▸ Your goal:
Check every line of the entries for "Number", and copy the lines that hold it.

▸ Provided material:

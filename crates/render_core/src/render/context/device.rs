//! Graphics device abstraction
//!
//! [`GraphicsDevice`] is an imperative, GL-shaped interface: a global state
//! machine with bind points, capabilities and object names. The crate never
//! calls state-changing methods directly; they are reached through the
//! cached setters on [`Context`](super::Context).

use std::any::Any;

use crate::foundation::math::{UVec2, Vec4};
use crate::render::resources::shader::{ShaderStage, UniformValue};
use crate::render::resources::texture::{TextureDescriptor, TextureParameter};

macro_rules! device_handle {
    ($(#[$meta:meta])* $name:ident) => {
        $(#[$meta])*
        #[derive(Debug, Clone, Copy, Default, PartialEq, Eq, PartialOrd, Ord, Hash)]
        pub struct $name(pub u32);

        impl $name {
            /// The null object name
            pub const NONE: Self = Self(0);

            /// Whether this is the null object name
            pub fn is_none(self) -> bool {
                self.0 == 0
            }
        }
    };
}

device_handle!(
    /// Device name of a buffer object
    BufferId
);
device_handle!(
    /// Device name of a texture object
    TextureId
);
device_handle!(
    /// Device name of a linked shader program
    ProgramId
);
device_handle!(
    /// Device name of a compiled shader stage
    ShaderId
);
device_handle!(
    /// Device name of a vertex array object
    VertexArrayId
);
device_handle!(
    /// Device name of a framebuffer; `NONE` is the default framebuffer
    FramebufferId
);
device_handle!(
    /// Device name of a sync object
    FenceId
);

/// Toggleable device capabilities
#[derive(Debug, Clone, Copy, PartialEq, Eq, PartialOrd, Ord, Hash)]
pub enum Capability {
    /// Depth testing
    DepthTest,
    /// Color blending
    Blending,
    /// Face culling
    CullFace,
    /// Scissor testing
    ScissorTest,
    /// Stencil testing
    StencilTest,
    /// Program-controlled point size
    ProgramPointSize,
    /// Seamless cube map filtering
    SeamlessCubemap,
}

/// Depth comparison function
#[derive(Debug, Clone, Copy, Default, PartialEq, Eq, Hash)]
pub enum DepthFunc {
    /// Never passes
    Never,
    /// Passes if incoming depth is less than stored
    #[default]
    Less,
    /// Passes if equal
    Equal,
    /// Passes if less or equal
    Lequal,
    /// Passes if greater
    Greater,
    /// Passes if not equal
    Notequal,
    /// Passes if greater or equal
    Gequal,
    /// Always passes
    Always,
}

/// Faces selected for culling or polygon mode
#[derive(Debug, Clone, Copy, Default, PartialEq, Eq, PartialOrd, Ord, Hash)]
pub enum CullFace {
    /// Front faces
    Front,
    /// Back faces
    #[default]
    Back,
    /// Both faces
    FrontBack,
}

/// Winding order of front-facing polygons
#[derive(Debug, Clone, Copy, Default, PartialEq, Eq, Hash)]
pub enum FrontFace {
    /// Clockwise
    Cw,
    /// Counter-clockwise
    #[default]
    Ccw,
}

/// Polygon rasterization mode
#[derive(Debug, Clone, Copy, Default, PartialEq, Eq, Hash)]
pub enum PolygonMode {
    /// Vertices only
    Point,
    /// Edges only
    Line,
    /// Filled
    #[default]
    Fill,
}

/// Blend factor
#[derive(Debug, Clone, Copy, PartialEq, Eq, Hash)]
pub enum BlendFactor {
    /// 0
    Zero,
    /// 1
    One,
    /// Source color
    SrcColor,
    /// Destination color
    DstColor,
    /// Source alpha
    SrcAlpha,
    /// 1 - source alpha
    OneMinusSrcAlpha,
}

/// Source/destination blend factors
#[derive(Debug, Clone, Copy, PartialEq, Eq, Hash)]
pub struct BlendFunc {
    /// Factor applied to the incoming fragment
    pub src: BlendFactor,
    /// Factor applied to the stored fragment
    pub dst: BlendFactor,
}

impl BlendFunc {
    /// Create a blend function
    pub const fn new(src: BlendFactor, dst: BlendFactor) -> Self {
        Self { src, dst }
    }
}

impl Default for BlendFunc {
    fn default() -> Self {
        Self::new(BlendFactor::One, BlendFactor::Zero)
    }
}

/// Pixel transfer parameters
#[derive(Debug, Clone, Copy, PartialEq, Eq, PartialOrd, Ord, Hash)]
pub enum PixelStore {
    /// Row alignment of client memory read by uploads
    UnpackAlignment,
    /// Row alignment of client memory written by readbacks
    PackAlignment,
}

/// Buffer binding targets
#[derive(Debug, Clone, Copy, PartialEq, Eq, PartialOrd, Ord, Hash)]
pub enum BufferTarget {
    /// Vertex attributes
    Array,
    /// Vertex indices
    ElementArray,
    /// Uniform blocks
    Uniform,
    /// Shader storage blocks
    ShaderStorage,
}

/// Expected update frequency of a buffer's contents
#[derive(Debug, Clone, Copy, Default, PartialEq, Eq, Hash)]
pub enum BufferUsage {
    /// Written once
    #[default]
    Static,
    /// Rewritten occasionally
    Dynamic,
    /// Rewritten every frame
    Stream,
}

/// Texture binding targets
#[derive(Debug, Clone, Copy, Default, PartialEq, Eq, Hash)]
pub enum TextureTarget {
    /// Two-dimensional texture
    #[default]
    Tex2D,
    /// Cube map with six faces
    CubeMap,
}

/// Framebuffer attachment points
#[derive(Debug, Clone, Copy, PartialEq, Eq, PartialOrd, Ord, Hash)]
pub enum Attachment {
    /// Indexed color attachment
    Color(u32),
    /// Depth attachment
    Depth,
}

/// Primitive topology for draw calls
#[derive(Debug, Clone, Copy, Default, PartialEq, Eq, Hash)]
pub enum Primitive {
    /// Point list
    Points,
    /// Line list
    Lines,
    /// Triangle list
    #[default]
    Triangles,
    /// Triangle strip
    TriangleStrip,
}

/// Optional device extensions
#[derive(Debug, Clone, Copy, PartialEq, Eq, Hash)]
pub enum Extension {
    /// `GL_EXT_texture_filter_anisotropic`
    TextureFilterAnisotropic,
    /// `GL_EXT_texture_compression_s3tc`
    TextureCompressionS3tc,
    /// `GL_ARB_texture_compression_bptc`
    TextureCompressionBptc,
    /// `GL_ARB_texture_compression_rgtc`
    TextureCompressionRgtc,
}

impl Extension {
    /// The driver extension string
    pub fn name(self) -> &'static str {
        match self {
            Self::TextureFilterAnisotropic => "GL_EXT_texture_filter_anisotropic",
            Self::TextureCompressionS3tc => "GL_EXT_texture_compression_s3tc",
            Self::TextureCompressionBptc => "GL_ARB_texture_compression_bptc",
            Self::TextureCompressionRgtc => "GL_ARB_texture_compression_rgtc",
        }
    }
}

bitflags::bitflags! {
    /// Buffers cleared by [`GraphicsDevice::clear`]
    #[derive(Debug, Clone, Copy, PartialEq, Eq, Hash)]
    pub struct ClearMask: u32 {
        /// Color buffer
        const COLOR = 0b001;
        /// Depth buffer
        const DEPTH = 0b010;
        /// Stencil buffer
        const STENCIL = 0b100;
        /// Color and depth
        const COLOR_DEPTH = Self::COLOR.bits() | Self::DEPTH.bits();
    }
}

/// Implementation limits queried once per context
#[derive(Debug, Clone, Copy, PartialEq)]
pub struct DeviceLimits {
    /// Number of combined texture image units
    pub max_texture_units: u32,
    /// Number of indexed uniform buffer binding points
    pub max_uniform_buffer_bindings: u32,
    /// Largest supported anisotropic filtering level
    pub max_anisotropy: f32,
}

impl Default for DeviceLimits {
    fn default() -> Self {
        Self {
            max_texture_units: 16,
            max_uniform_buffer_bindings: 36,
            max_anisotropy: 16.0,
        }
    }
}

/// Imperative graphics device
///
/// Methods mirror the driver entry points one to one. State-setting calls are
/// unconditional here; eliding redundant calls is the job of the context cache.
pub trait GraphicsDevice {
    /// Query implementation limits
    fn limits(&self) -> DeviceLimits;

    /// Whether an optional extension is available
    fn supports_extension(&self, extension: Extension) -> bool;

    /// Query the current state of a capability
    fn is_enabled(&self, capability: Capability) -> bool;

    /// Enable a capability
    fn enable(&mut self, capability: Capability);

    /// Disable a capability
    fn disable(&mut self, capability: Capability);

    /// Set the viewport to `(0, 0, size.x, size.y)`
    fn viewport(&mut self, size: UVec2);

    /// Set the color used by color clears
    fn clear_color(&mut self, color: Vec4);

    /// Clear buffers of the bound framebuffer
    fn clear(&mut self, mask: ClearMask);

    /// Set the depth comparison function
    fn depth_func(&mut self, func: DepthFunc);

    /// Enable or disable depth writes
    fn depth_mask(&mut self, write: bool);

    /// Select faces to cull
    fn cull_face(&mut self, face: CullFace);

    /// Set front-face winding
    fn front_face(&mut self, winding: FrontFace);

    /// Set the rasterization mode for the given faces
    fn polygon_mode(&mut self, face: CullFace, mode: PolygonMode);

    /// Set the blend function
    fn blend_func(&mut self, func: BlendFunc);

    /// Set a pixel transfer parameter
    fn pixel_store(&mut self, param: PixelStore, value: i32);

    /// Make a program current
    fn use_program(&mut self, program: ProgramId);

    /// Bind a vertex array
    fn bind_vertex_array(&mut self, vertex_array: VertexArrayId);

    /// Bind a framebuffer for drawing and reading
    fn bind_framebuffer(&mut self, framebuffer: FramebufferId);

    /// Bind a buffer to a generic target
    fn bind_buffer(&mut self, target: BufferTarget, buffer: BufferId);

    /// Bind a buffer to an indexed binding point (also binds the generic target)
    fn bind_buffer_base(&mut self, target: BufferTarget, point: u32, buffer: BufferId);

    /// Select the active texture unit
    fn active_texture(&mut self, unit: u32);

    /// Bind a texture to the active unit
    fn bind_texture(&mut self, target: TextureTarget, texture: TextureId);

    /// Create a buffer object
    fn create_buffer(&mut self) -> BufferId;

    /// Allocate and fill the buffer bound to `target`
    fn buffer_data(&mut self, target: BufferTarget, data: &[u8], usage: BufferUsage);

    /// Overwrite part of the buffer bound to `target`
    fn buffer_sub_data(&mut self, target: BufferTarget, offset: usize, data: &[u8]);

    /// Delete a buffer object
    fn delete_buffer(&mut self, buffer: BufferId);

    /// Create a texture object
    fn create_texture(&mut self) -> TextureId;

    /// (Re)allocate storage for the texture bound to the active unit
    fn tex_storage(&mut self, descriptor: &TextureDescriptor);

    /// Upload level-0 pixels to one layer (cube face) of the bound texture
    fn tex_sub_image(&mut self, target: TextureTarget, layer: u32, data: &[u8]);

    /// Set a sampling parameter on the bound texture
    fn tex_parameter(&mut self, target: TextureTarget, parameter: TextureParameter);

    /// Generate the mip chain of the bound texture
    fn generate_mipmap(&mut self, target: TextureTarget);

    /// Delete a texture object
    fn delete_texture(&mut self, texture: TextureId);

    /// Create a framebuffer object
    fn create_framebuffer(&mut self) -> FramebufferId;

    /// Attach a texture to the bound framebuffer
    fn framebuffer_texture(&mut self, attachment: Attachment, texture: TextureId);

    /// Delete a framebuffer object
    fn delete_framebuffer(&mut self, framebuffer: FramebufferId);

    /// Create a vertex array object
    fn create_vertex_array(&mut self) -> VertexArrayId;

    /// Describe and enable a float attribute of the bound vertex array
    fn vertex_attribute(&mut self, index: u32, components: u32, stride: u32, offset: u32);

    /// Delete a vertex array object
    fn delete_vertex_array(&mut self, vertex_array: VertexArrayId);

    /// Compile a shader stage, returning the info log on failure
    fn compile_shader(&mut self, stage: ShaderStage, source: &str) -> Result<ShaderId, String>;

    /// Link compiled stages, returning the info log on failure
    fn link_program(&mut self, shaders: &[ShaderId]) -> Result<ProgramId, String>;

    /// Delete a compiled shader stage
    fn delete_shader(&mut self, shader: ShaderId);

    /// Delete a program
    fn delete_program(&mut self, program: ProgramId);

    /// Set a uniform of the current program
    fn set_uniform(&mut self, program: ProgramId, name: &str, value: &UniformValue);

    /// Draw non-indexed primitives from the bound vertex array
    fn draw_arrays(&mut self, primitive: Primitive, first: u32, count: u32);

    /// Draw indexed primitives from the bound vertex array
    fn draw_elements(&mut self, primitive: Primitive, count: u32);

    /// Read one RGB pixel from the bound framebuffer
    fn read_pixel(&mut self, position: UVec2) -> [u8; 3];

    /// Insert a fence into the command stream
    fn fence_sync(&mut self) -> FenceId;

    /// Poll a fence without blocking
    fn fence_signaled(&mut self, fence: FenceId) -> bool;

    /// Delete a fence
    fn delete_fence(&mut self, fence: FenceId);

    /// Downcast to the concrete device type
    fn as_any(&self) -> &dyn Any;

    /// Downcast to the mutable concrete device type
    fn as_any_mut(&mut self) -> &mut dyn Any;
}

▸ Answer to the problem:
    /// Number of combined texture image units
    /// Number of indexed uniform buffer binding points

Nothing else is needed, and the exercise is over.